Is any of this getting better? Some of it, and the field is honest about the rest. In 2022, the same senior researchers who helped build the Dutch SDM project looked back over the decade and concluded that progress is real but uneven, that the standard has "not reached all patients," and that it was time to become inclusive to the people it was meant for (Van der Weijden et al., 2022). That is not a critic taking aim from outside. That is the field naming its own gap. The standard is agreed. The room, often, does not yet contain it.
So this is the shape of it. Shared decision-making is the third voice, written into the protocol, backed by the state, and most often absent from the moment it was made for. The patient is the one person in the room with no vote on their own care, and the data the field collects on itself says so.
This is the single thing Freudche does here. The Tussen gives the patient a place to put their own words between sessions, in their own time, when the thing they actually wanted to say has finally arrived. Those words travel into the room, so that when the next conversation happens the patient is present in it rather than groping for language on the spot. It does not make a decision and it does not share one. It surfaces the patient's own voice, in the patient's own words, and sets it where the choice gets talked through. The clinician still decides what to do with it, as they always have. What changes is only that the third voice has a way to be in the room when it matters, instead of arriving weeks too late, the way it did for the woman who only later found the words for what she had wanted all along.
She had wanted to be asked. Not to overrule anyone, not to second-guess the training across from her, just to be in her own decision while it was still being made. The standard says she should have been. The next patient who sits down in front of you has something they want to say about their own care, and most of the work is simply making sure they get to say it before the choice is closed.
Researched by Freudche.
References
- Elwyn, G., Durand, M. A., Song, J., Aarts, J., Barr, P. J., Berger, Z., Cochran, N., Frosch, D., Galasiński, D., Gulbrandsen, P., Han, P. K. J., Härter, M., Kinnersley, P., Lloyd, A., Mishra, M., Perestelo-Pérez, L., Scholl, I., Tomori, K., Trevena, L., Witteman, H. O., & Van der Weijden, T. (2017).
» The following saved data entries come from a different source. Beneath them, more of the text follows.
use axum::{
    extract::{Path, Query, State},
    http::StatusCode,
    response::IntoResponse,
    Extension, Json,
};
use uuid::Uuid;
use validator::Validate;

use crate::{
    dto::application_dto::{ApplicationSummary, ApplyPayload},
    dto::job_dto::{JobDetailResponse, JobListQuery},
    error::Result,
    middleware::auth::CurrentUser,
    AppState,
};

/// Active listings, filtered and sorted.
#[axum::debug_handler]
pub async fn list_jobs(
    State(state): State<AppState>,
    Query(query): Query<JobListQuery>,
) -> Result<impl IntoResponse> {
    let (filter, sort) = query.into_parts();
    let jobs = state.job_service.browse(&filter, sort).await?;
    Ok(Json(jobs))
}

#[axum::debug_handler]
pub async fn jobs_map(
    State(state): State<AppState>,
    Query(query): Query<JobListQuery>,
) -> Result<impl IntoResponse> {
    let (filter, _) = query.into_parts();
    let clusters = state.job_service.map(&filter).await?;
    Ok(Json(clusters))
}

#[axum::debug_handler]
pub async fn get_job(
    State(state): State<AppState>,
    Path(id): Path<Uuid>,
) -> Result<impl IntoResponse> {
    let job = state.job_service.get_public(id).await?;
    Ok(Json(JobDetailResponse { job, is_saved: None }))
}

/// Listing as seen by a signed-in user, with their bookmark state.
#[axum::debug_handler]
pub async fn get_job_for_user(
    State(state): State<AppState>,
    Extension(user): Extension<CurrentUser>,
    Path(id): Path<Uuid>,
) -> Result<impl IntoResponse> {
    let job = state.job_service.get_public(id).await?;
    let is_saved = state.saved_job_service.is_saved(user.id, id).await?;
    Ok(Json(JobDetailResponse {
        job,
        is_saved: Some(is_saved),
    }))
}

#[axum::debug_handler]
pub async fn apply(
    State(state): State<AppState>,
    Extension(user): Extension<CurrentUser>,
    Path(id): Path<Uuid>,
    Json(payload): Json<ApplyPayload>,
) -> Result<impl IntoResponse> {
    payload.validate()?;
    let resume_url = match payload.resume_url {
        Some(url) => Some(url),
        None => state.profile_service.current(&user).await?.resume_url,
    };
    let application = state
        .application_service
        .apply(&user, id, payload.cover_letter, resume_url)
        .await?;
    Ok((StatusCode::CREATED, Json(ApplicationSummary::from(application))))
}
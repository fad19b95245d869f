pub mod applications;
pub mod calendar;
pub mod chatbot;
pub mod dashboard;
pub mod employer;
pub mod health;
pub mod jobs;
pub mod messages;
pub mod notifications;
pub mod payments;
pub mod profile;
pub mod saved_jobs;
pub mod tasks;

use axum::{
    middleware::from_fn_with_state,
    routing::{delete, get, patch, post},
    Router,
};

use crate::middleware::{
    auth::require_auth,
    rate_limit::{new_rps_state, rps_middleware},
};
use crate::AppState;

/// Full API surface. Signed-out endpoints and signed-in endpoints are rate
/// limited separately; the signed-in group rejects requests without a valid
/// bearer token.
pub fn router(state: AppState, api_rps: u32, public_rps: u32) -> Router {
    let trust_proxy = state.settings.trust_proxy;
    let base_routes = Router::new().route("/health", get(health::health));

    let public_api = Router::new()
        .route("/api/chatbot", post(chatbot::ask))
        .route("/api/jobs", get(jobs::list_jobs))
        .route("/api/jobs/map", get(jobs::jobs_map))
        .route("/api/jobs/:id", get(jobs::get_job))
        .route("/api/profiles/:id", get(profile::get_profile))
        .route("/api/payments/plans", get(payments::list_plans))
        .route("/api/payments/callback", post(payments::callback))
        .layer(from_fn_with_state(new_rps_state(public_rps, trust_proxy), rps_middleware));

    let user_api = Router::new()
        .route("/api/auth/sign-out", post(profile::sign_out))
        .route("/api/dashboard", get(dashboard::dashboard))
        .route("/api/profile", get(profile::me).patch(profile::update_me))
        .route("/api/profile/resume", post(profile::upload_resume))
        .route("/api/profile/photo", post(profile::upload_photo))
        .route("/api/jobs/:id/view", get(jobs::get_job_for_user))
        .route("/api/jobs/:id/apply", post(jobs::apply))
        .route("/api/applications", get(applications::my_applications))
        .route("/api/applications/:id", get(applications::get_application))
        .route("/api/saved-jobs", get(saved_jobs::list_saved))
        .route("/api/saved-jobs/:id", post(saved_jobs::toggle_saved))
        .route("/api/messages/contacts", get(messages::contacts))
        .route("/api/messages", post(messages::send_message))
        .route("/api/messages/unread", get(messages::unread_count))
        .route("/api/messages/:id", get(messages::conversation))
        .route("/api/messages/:id/stream", get(messages::stream))
        .route("/api/notifications", get(notifications::list_notifications))
        .route("/api/notifications/unread", get(notifications::unread_count))
        .route("/api/notifications/read-all", post(notifications::mark_all_read))
        .route("/api/notifications/stream", get(notifications::stream))
        .route("/api/notifications/:id/read", post(notifications::mark_read))
        .route("/api/calendar", get(calendar::month))
        .route("/api/calendar/upcoming", get(calendar::upcoming))
        .route("/api/calendar/events", post(calendar::create_event))
        .route("/api/calendar/events/:id", delete(calendar::delete_event))
        .route("/api/payments", get(payments::history).post(payments::initiate))
        .route("/api/tasks", get(tasks::list_tasks).post(tasks::create_task))
        .route("/api/tasks/:id", delete(tasks::delete_task))
        .route("/api/tasks/:id/toggle", post(tasks::toggle_task))
        .route("/api/employer/jobs", get(employer::my_jobs).post(employer::create_job))
        .route("/api/employer/jobs/:id", patch(employer::update_job))
        .route("/api/employer/jobs/:id/status", post(employer::set_job_status))
        .route("/api/employer/jobs/:id/close", post(employer::close_job))
        .route("/api/employer/applicants", get(employer::list_applicants))
        .route("/api/employer/applicants/export", get(employer::export_applicants))
        .route(
            "/api/employer/applications/:id/status",
            post(employer::update_application_status),
        )
        .route_layer(from_fn_with_state(state.clone(), require_auth))
        .layer(from_fn_with_state(new_rps_state(api_rps, trust_proxy), rps_middleware));

    base_routes
        .merge(public_api)
        .merge(user_api)
        .with_state(state)
}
A three-talk model for shared decision making: multistage consultation process. BMJ, 359, j4891.
- Stiggelbout, A. M., Pieterse, A. H., & De Haes, J. C. J. M. (2015). Shared decision making: concepts, evidence, and practice. Patient Education and Counseling, 98(10), 1172–1179.
- Van der Weijden, T., Van der Kraan, J., Brand, P. L. P., Van Veenendaal, H., Drenthen, T., Schoon, Y., Tuyn, E., Van der Weele, G., Stalmeier, P., Damman, O. C., & Stiggelbout, A. (2022). Shared decision-making in the Netherlands: Progress is made, but not for all. Time to become inclusive to patients. Zeitschrift für Evidenz, Fortbildung und Qualität im Gesundheitswesen, 171, 98–104.
- MIND (2020). Ggz-panel: cliënten willen meer inspraak in diagnose en behandeling. Survey of clients and family members (n > 750), October 2020.
- Akwa GGZ (2020). Vernieuwde, cliëntvriendelijke Consumer Quality Index voor de ggz (CQi-GGZ-VZ).